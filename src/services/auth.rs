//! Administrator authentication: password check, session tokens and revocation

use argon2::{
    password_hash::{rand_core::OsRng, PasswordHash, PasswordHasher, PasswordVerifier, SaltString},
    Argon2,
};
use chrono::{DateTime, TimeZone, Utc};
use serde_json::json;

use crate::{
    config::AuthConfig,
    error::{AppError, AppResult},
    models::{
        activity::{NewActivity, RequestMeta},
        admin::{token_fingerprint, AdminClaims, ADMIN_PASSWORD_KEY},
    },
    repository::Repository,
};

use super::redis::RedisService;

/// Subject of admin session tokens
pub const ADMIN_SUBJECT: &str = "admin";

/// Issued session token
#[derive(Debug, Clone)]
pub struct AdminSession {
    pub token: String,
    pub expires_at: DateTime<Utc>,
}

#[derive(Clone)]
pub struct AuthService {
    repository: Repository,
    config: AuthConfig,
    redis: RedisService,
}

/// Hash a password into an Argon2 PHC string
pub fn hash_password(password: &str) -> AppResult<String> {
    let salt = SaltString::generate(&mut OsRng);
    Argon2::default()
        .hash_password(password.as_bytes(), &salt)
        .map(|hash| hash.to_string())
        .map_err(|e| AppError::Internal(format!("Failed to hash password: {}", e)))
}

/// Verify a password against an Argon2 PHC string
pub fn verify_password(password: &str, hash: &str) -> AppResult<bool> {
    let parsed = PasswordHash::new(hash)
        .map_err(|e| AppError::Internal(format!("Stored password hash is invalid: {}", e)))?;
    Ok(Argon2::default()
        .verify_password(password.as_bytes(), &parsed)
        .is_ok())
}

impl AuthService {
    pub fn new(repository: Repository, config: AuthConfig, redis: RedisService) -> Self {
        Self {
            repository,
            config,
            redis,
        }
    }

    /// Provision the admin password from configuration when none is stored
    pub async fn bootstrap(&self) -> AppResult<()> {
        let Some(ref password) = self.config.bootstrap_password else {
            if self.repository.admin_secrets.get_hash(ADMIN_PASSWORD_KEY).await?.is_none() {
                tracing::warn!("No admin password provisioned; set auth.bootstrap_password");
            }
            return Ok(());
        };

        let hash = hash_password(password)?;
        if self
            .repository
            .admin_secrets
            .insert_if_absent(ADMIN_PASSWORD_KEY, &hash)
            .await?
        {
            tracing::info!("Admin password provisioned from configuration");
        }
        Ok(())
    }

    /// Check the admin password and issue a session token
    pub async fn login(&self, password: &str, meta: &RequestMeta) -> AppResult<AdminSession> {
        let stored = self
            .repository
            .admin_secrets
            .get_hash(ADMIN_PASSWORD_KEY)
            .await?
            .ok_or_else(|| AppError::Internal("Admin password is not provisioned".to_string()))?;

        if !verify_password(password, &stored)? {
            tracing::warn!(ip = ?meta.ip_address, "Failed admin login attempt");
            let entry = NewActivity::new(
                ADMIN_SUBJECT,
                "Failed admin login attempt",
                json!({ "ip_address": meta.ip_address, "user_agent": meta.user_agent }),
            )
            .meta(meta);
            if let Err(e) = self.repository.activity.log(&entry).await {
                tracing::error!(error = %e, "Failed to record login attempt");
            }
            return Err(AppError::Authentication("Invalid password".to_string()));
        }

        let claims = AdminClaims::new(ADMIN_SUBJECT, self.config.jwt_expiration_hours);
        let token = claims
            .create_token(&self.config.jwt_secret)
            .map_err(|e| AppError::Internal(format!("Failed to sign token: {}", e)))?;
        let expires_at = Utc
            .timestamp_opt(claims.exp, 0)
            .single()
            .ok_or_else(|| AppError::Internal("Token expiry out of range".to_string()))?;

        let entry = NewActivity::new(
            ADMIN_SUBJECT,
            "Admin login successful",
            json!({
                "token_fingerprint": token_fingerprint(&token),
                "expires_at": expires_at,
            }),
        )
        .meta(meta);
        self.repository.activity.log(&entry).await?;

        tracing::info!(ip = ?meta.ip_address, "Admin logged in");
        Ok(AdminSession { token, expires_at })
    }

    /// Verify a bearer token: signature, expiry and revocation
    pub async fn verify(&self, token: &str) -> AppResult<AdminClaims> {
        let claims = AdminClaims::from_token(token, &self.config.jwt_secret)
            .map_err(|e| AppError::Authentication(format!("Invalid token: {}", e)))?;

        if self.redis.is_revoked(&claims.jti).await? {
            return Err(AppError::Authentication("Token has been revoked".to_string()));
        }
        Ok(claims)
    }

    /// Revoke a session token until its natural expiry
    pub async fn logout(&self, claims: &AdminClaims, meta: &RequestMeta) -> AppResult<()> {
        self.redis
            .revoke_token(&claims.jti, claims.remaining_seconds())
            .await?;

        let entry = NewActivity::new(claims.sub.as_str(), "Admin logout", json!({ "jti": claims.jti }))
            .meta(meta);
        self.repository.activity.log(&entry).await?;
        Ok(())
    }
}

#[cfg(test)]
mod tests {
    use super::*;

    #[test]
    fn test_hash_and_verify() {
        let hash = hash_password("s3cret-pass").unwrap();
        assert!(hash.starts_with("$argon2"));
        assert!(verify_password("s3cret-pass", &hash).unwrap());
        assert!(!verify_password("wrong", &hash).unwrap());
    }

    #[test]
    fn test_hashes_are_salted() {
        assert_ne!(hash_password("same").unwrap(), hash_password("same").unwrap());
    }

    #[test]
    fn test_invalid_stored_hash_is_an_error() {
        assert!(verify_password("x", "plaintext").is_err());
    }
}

..........

- WHAT TO PRODUCE -
Above is a listing; print exactly its lines from the one with "pub struct AuthService" through the one with "pub fn hash_password(password: &str)", and no other lines.

- EXERCISE ANSWER -
pub struct AuthService {
    repository: Repository,
    config: AuthConfig,
    redis: RedisService,
}

/// Hash a password into an Argon2 PHC string
pub fn hash_password(password: &str) -> AppResult<String> {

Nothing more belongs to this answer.